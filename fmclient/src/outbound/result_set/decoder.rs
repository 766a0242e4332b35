//! Result-set decoding driven by per-response field metadata.
//!
//! Decoding runs in three steps: the document is deserialised into raw DTOs,
//! the error code is checked, then records are walked using descriptors
//! parsed from the response's own metadata block. Descriptors are never
//! cached across responses.

use chrono_tz::Tz;
use item_collection::ItemCollection;
use tracing::{debug, warn};

use super::dto::{DataSourceDto, FieldDto, MetadataDto, RecordDto, ResultSetDto};
use super::metadata::{FieldDescriptors, MetadataError, parse_metadata};
use super::reader::read_document;
use crate::domain::ports::ResultSetError;
use crate::domain::{FieldValue, ModId, Record, RecordId, Value};

/// Error codes meaning "no records", answered with an empty collection.
const EMPTY_RESULT_CODES: [u32; 2] = [8, 401];

/// Decoder for `fmresultset.xml` documents.
///
/// # Examples
/// ```
/// use chrono_tz::Tz;
/// use fmclient::outbound::result_set::ResultSetDecoder;
///
/// let xml = r#"<fmresultset><error code="401"/></fmresultset>"#;
/// let records = ResultSetDecoder::new(Tz::UTC).decode(xml)?;
/// assert!(records.is_empty());
/// assert_eq!(records.total_count(), 0);
/// # Ok::<(), fmclient::domain::ports::ResultSetError>(())
/// ```
#[derive(Debug, Clone, Copy)]
pub struct ResultSetDecoder {
    server_time_zone: Tz,
}

impl ResultSetDecoder {
    /// Decoder applying `server_time_zone` to timestamps.
    pub const fn new(server_time_zone: Tz) -> Self {
        Self { server_time_zone }
    }

    /// Decode a response body.
    ///
    /// # Errors
    ///
    /// - [`ResultSetError::MalformedXml`] when the body is not a result set.
    /// - [`ResultSetError::FileMaker`] for error codes other than 0, 8 and 401.
    /// - [`ResultSetError::UnknownField`] when metadata declares an `unknown`
    ///   result type.
    /// - [`ResultSetError::Parse`] for any other decoding failure.
    pub fn decode(&self, xml: &str) -> Result<ItemCollection<Record>, ResultSetError> {
        let document =
            read_document(xml).map_err(|error| ResultSetError::malformed_xml(error.to_string()))?;

        let code = document.error.code.trim().parse::<u32>().map_err(|_| {
            ResultSetError::malformed_xml(format!(
                "invalid error code \"{}\"",
                document.error.code
            ))
        })?;
        if EMPTY_RESULT_CODES.contains(&code) {
            debug!(code, "server reported no matching records");
            return Ok(ItemCollection::empty());
        }
        if code != 0 {
            debug!(code, "server reported an error");
            return Err(ResultSetError::file_maker(code));
        }

        let source = document.datasource.unwrap_or_default();
        self.decode_success(document.metadata, document.resultset)
            .map_err(|failure| failure.with_context(&source))
    }

    fn decode_success(
        &self,
        metadata: Option<MetadataDto>,
        resultset: Option<ResultSetDto>,
    ) -> Result<ItemCollection<Record>, DecodeFailure> {
        let definitions = metadata.unwrap_or_default();
        let descriptors = parse_metadata(definitions.as_block(), self.server_time_zone)?;
        let found =
            resultset.ok_or_else(|| DecodeFailure::Parse("missing resultset element".to_owned()))?;

        let records = found
            .records
            .iter()
            .map(|record| decode_record(record, &descriptors, 0))
            .collect::<Result<Vec<_>, _>>()?;

        let total_count = match found.count.as_deref().map(str::trim) {
            None | Some("") => records.len(),
            Some(raw) => raw
                .parse::<usize>()
                .map_err(|_| DecodeFailure::Parse(format!("invalid resultset count \"{raw}\"")))?,
        };

        Ok(ItemCollection::new(records, total_count))
    }
}

/// Failure before data-source context is attached.
#[derive(Debug)]
enum DecodeFailure {
    UnknownField(String),
    Parse(String),
}

impl From<MetadataError> for DecodeFailure {
    fn from(error: MetadataError) -> Self {
        match error {
            MetadataError::UnknownField { field } => Self::UnknownField(field),
            MetadataError::InvalidDefinition(message) => Self::Parse(message),
        }
    }
}

impl DecodeFailure {
    fn with_context(self, source: &DataSourceDto) -> ResultSetError {
        let error = match self {
            Self::UnknownField(field) => ResultSetError::unknown_field(
                source.database.as_str(),
                source.table.as_str(),
                source.layout.as_str(),
                field,
            ),
            Self::Parse(message) => ResultSetError::parse(
                source.database.as_str(),
                source.table.as_str(),
                source.layout.as_str(),
                message,
            ),
        };
        warn!(
            database = %source.database,
            table = %source.table,
            layout = %source.layout,
            %error,
            "failed to decode result set"
        );
        error
    }
}

/// Decode one record; `prefix_len` bytes are cut from each field name.
fn decode_record(
    dto: &RecordDto,
    descriptors: &FieldDescriptors,
    prefix_len: usize,
) -> Result<Record, DecodeFailure> {
    let record_id = parse_id(&dto.record_id, "record-id")?;
    let mod_id = parse_id(&dto.mod_id, "mod-id")?;
    let mut builder = Record::builder(RecordId::new(record_id), ModId::new(mod_id));

    for field in &dto.fields {
        let local_name = field.name.get(prefix_len..).unwrap_or(field.name.as_str());
        builder = builder.field(local_name, decode_field(field, descriptors)?);
    }

    for related in &dto.related_sets {
        let child_prefix_len = related.table.len() + 2;
        let children = related
            .records
            .iter()
            .map(|child| decode_record(child, descriptors, child_prefix_len))
            .collect::<Result<Vec<_>, _>>()?;
        builder = builder.related_set(related.table.as_str(), children);
    }

    Ok(builder.build())
}

fn decode_field(field: &FieldDto, descriptors: &FieldDescriptors) -> Result<FieldValue, DecodeFailure> {
    let descriptor = descriptors.get(&field.name).ok_or_else(|| {
        DecodeFailure::Parse(format!("field \"{}\" has no definition", field.name))
    })?;

    let transform = |raw: &str| {
        descriptor
            .transformer
            .transform(raw)
            .map_err(|error| DecodeFailure::Parse(format!("field \"{}\": {error}", field.name)))
    };

    if descriptor.repeatable {
        let values = field
            .data
            .iter()
            .map(|data| transform(data.as_str()))
            .collect::<Result<Vec<Value>, _>>()?;
        return Ok(FieldValue::Repeated(values));
    }

    let raw = field.data.first().map_or("", String::as_str);
    Ok(FieldValue::Single(transform(raw)?))
}

fn parse_id(raw: &str, attribute: &str) -> Result<u64, DecodeFailure> {
    raw.trim()
        .parse::<u64>()
        .map_err(|_| DecodeFailure::Parse(format!("invalid {attribute} \"{raw}\"")))
}

#[cfg(test)]
#[path = "decoder_tests.rs"]
mod tests;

■ **THE TASK**:
Keep every word the same and copy out all of the entries.

■ **OUTPUT OF THE EXERCISE**:
filename fmclient/src/outbound/result_set/decoder.rs
repository 766a0242e4332b35
//! Result-set decoding driven by per-response field metadata.
//!
//! Decoding runs in three steps: the document is deserialised into raw DTOs,
//! the error code is checked, then records are walked using descriptors
//! parsed from the response's own metadata block. Descriptors are never
//! cached across responses.

use chrono_tz::Tz;
use item_collection::ItemCollection;
use tracing::{debug, warn};

use super::dto::{DataSourceDto, FieldDto, MetadataDto, RecordDto, ResultSetDto};
use super::metadata::{FieldDescriptors, MetadataError, parse_metadata};
use super::reader::read_document;
use crate::domain::ports::ResultSetError;
use crate::domain::{FieldValue, ModId, Record, RecordId, Value};

/// Error codes meaning "no records", answered with an empty collection.
const EMPTY_RESULT_CODES: [u32; 2] = [8, 401];

/// Decoder for `fmresultset.xml` documents.
///
/// # Examples
/// ```
/// use chrono_tz::Tz;
/// use fmclient::outbound::result_set::ResultSetDecoder;
///
/// let xml = r#"<fmresultset><error code="401"/></fmresultset>"#;
/// let records = ResultSetDecoder::new(Tz::UTC).decode(xml)?;
/// assert!(records.is_empty());
/// assert_eq!(records.total_count(), 0);
/// # Ok::<(), fmclient::domain::ports::ResultSetError>(())
/// ```
#[derive(Debug, Clone, Copy)]
pub struct ResultSetDecoder {
    server_time_zone: Tz,
}

impl ResultSetDecoder {
    /// Decoder applying `server_time_zone` to timestamps.
    pub const fn new(server_time_zone: Tz) -> Self {
        Self { server_time_zone }
    }

    /// Decode a response body.
    ///
    /// # Errors
    ///
    /// - [`ResultSetError::MalformedXml`] when the body is not a result set.
    /// - [`ResultSetError::FileMaker`] for error codes other than 0, 8 and 401.
    /// - [`ResultSetError::UnknownField`] when metadata declares an `unknown`
    ///   result type.
    /// - [`ResultSetError::Parse`] for any other decoding failure.
    pub fn decode(&self, xml: &str) -> Result<ItemCollection<Record>, ResultSetError> {
        let document =
            read_document(xml).map_err(|error| ResultSetError::malformed_xml(error.to_string()))?;

        let code = document.error.code.trim().parse::<u32>().map_err(|_| {
            ResultSetError::malformed_xml(format!(
                "invalid error code \"{}\"",
                document.error.code
            ))
        })?;
        if EMPTY_RESULT_CODES.contains(&code) {
            debug!(code, "server reported no matching records");
            return Ok(ItemCollection::empty());
        }
        if code != 0 {
            debug!(code, "server reported an error");
            return Err(ResultSetError::file_maker(code));
        }

        let source = document.datasource.unwrap_or_default();
        self.decode_success(document.metadata, document.resultset)
            .map_err(|failure| failure.with_context(&source))
    }

    fn decode_success(
        &self,
        metadata: Option<MetadataDto>,
        resultset: Option<ResultSetDto>,
    ) -> Result<ItemCollection<Record>, DecodeFailure> {
        let definitions = metadata.unwrap_or_default();
        let descriptors = parse_metadata(definitions.as_block(), self.server_time_zone)?;
        let found =
            resultset.ok_or_else(|| DecodeFailure::Parse("missing resultset element".to_owned()))?;

        let records = found
            .records
            .iter()
            .map(|record| decode_record(record, &descriptors, 0))
            .collect::<Result<Vec<_>, _>>()?;

        let total_count = match found.count.as_deref().map(str::trim) {
            None | Some("") => records.len(),
            Some(raw) => raw
                .parse::<usize>()
                .map_err(|_| DecodeFailure::Parse(format!("invalid resultset count \"{raw}\"")))?,
        };

        Ok(ItemCollection::new(records, total_count))
    }
}

/// Failure before data-source context is attached.
#[derive(Debug)]
enum DecodeFailure {
    UnknownField(String),
    Parse(String),
}

impl From<MetadataError> for DecodeFailure {
    fn from(error: MetadataError) -> Self {
        match error {
            MetadataError::UnknownField { field } => Self::UnknownField(field),
            MetadataError::InvalidDefinition(message) => Self::Parse(message),
        }
    }
}

impl DecodeFailure {
    fn with_context(self, source: &DataSourceDto) -> ResultSetError {
        let error = match self {
            Self::UnknownField(field) => ResultSetError::unknown_field(
                source.database.as_str(),
                source.table.as_str(),
                source.layout.as_str(),
                field,
            ),
            Self::Parse(message) => ResultSetError::parse(
                source.database.as_str(),
                source.table.as_str(),
                source.layout.as_str(),
                message,
            ),
        };
        warn!(
            database = %source.database,
            table = %source.table,
            layout = %source.layout,
            %error,
            "failed to decode result set"
        );
        error
    }
}

/// Decode one record; `prefix_len` bytes are cut from each field name.
fn decode_record(
    dto: &RecordDto,
    descriptors: &FieldDescriptors,
    prefix_len: usize,
) -> Result<Record, DecodeFailure> {
    let record_id = parse_id(&dto.record_id, "record-id")?;
    let mod_id = parse_id(&dto.mod_id, "mod-id")?;
    let mut builder = Record::builder(RecordId::new(record_id), ModId::new(mod_id));

    for field in &dto.fields {
        let local_name = field.name.get(prefix_len..).unwrap_or(field.name.as_str());
        builder = builder.field(local_name, decode_field(field, descriptors)?);
    }

    for related in &dto.related_sets {
        let child_prefix_len = related.table.len() + 2;
        let children = related
            .records
            .iter()
            .map(|child| decode_record(child, descriptors, child_prefix_len))
            .collect::<Result<Vec<_>, _>>()?;
        builder = builder.related_set(related.table.as_str(), children);
    }

    Ok(builder.build())
}

fn decode_field(field: &FieldDto, descriptors: &FieldDescriptors) -> Result<FieldValue, DecodeFailure> {
    let descriptor = descriptors.get(&field.name).ok_or_else(|| {
        DecodeFailure::Parse(format!("field \"{}\" has no definition", field.name))
    })?;

    let transform = |raw: &str| {
        descriptor
            .transformer
            .transform(raw)
            .map_err(|error| DecodeFailure::Parse(format!("field \"{}\": {error}", field.name)))
    };

    if descriptor.repeatable {
        let values = field
            .data
            .iter()
            .map(|data| transform(data.as_str()))
            .collect::<Result<Vec<Value>, _>>()?;
        return Ok(FieldValue::Repeated(values));
    }

    let raw = field.data.first().map_or("", String::as_str);
    Ok(FieldValue::Single(transform(raw)?))
}

fn parse_id(raw: &str, attribute: &str) -> Result<u64, DecodeFailure> {
    raw.trim()
        .parse::<u64>()
        .map_err(|_| DecodeFailure::Parse(format!("invalid {attribute} \"{raw}\"")))
}

#[cfg(test)]
#[path = "decoder_tests.rs"]
mod tests;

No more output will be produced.